UPDATE: Officials investigate cause of minor explosion at Georgia Power’s Plant Bowen

The exterior wall of one of the buildings at Georgia Power's Plant Bowen in Cartersville blew out April 4, 2013. The explosion only caused minor injuries. BEN GRAY / BGRAY@AJC.COM

The exterior wall of one of the buildings at Georgia Power’s Plant Bowen in Cartersville blew out April 4, 2013. The explosion only caused minor injuries. BEN GRAY / BGRAY@AJC.COM

Officials on Tuesday were working to determine what caused a minor plant explosion in Bartow County that sent one contractor to a local hospital.

The explosion was reported at Georgia Power’s Plant Bowen near Cartersville — the scene of an April 2013 blast that caused four minor injuries and sent coal dust into the air, remained unclear.

In an emailed statement sent just before 10:40 a.m., Georgia Power spokesman John Kraft said the contractor injured in Tuesday’s “incident” was performing offline maintenance of electrical equipment at the facility when he experienced burns due to an apparent electrical flash.

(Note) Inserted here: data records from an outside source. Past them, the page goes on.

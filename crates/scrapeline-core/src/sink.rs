//! Batch sinks: one atomic output unit per batch index

use std::fs::{self, File};
use std::path::{Path, PathBuf};

use parquet::arrow::ArrowWriter;
use parquet::basic::{Compression, ZstdLevel};
use parquet::file::properties::WriterProperties;

use crate::error::SinkError;
use crate::record::FlatRecord;
use crate::table::records_to_batch;

/// Destination for completed batches.
///
/// A unit is either fully written under its index or absent; implementations
/// must never expose a partial unit to [`completed_batches`](BatchSink::completed_batches).
pub trait BatchSink: Send + Sync {
    /// Persist `records` as the unit tagged `batch_index`
    fn write_batch(&self, batch_index: usize, records: &[FlatRecord]) -> Result<(), SinkError>;

    /// Indices of all persisted units, in no particular order
    fn completed_batches(&self) -> Result<Vec<usize>, SinkError>;
}

/// Parquet files `batch_{n}.parquet` in one directory, written via tmp → rename
#[derive(Debug)]
pub struct ParquetBatchSink {
    output_dir: PathBuf,
    zstd_level: i32,
}

/// Filename prefix of persisted batch units
pub const BATCH_PREFIX: &str = "batch_";

/// Filename of the unit for `batch_index`
pub fn batch_filename(batch_index: usize) -> String {
    format!("{BATCH_PREFIX}{batch_index}.parquet")
}

/// Batch index from a unit filename (`batch_12.parquet` → 12)
pub fn parse_batch_index(filename: &str) -> Option<usize> {
    filename
        .strip_prefix(BATCH_PREFIX)?
        .strip_suffix(".parquet")?
        .parse()
        .ok()
}

impl ParquetBatchSink {
    /// Create the output directory if needed and clear stale tmp files
    pub fn new(output_dir: impl Into<PathBuf>, zstd_level: i32) -> Result<Self, SinkError> {
        let output_dir = output_dir.into();
        fs::create_dir_all(&output_dir)?;
        cleanup_tmp_files(&output_dir)?;
        Ok(Self {
            output_dir,
            zstd_level,
        })
    }

    pub fn batch_path(&self, batch_index: usize) -> PathBuf {
        self.output_dir.join(batch_filename(batch_index))
    }

    fn writer_props(&self) -> Result<WriterProperties, SinkError> {
        let level = ZstdLevel::try_new(self.zstd_level)?;
        Ok(WriterProperties::builder()
            .set_compression(Compression::ZSTD(level))
            .build())
    }
}

impl BatchSink for ParquetBatchSink {
    fn write_batch(&self, batch_index: usize, records: &[FlatRecord]) -> Result<(), SinkError> {
        let batch = records_to_batch(records)?;
        let final_path = self.batch_path(batch_index);
        let tmp_path = self
            .output_dir
            .join(format!("{}.tmp", batch_filename(batch_index)));

        let result = (|| -> Result<(), SinkError> {
            let file = File::create(&tmp_path)?;
            let props = self.writer_props()?;
            let mut writer = ArrowWriter::try_new(file, batch.schema(), Some(props))?;
            writer.write(&batch)?;
            writer.close()?;
            fs::rename(&tmp_path, &final_path)?;
            Ok(())
        })();

        if result.is_err() && tmp_path.exists() {
            // Next run's cleanup would catch it too
            let _ = fs::remove_file(&tmp_path);
        }
        result
    }

    fn completed_batches(&self) -> Result<Vec<usize>, SinkError> {
        list_batches(&self.output_dir)
    }
}

/// Batch indices of the `batch_{n}.parquet` files in `output_dir`, unsorted.
///
/// Read-only: does not create the directory or touch tmp files. A missing
/// directory lists as empty.
pub fn list_batches(output_dir: &Path) -> Result<Vec<usize>, SinkError> {
    let pattern = output_dir.join(format!("{BATCH_PREFIX}*.parquet"));
    let pattern = pattern.to_string_lossy();
    let paths = glob::glob(&pattern)
        .map_err(|e| std::io::Error::new(std::io::ErrorKind::InvalidInput, e))?;

    let mut indices = Vec::new();
    for path in paths {
        let path = path.map_err(glob::GlobError::into_error)?;
        let index = path
            .file_name()
            .and_then(|n| n.to_str())
            .and_then(parse_batch_index);
        match index {
            Some(i) => indices.push(i),
            None => log::debug!("ignoring unrecognized file {}", path.display()),
        }
    }
    Ok(indices)
}

/// Check if a completed parquet file exists and has a valid footer
pub fn is_valid_parquet(path: &Path) -> bool {
    let file = match File::open(path) {
        Ok(f) => f,
        Err(_) => return false,
    };
    parquet::file::reader::SerializedFileReader::new(file).is_ok()
}

/// Remove stale .tmp files left by an interrupted batch write
pub fn cleanup_tmp_files(output_dir: &Path) -> std::io::Result<()> {
    for entry in fs::read_dir(output_dir)? {
        let path = entry?.path();
        if path.extension().is_some_and(|ext| ext == "tmp") {
            log::warn!("Removing stale tmp file: {}", path.display());
            fs::remove_file(&path)?;
        }
    }
    Ok(())
}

Kraft said there was no danger to the public or other employees at the plant. And by 11:13 a.m., all emergency personnel had left the plant and operations had returned to normal, the utility said.

While no one was seriously injured in the 2013 generator explosion that occurred during a maintenance shutdown, the federal Occupational Safety and Health Administration cited Georgia Power for 17 “serious safety violations.”

“Fortunately, no one was injured or killed as a result of this explosion,” said Christi Griffin, director of OSHA’s Atlanta-West Area Office after the 2013 incident. “Our inspection found several serious safety hazards that the company must address immediately to protect its workers. It is a fundamental responsibility of employers to ensure a safe workplace.”

OSHA proposed that the company be fined $119,000 for the violations.

Worker errors, not equipment failure, caused the 2013 explosion, a spokesman for the utility told The Atlanta Journal-Constitution a month after the blast.

The workers, the utility said, did not comply with procedures and did not communicate properly.

Georgia Power’s parent, Atlanta-based Southern Co., brought in a team to review the incident, enhance safety measures and apply those new procedures at all of the natural gas, coal and nuclear plants across its territory.

The team included non-company workers and employees from Southern’s “nuclear safety” division, considered to have the most stringent operational and safety requirements.

Because of its size, Plant Bowen routinely ranks as one of the dirtiest coal plants in the nation, The Atlanta Journal-Constitution previously reported. Its four coal-fired units produce 3,200 megawatts of electricity, enough to power 1.75 million residential homes for one year, when operating at full capacity.

Bowen was built and began operating in the 1970s. Environmental groups have pressed for the closure of coal plants, especially older ones, because they often lack pollution controls and require more maintenance.

—Information from The AJC archives was used in this story.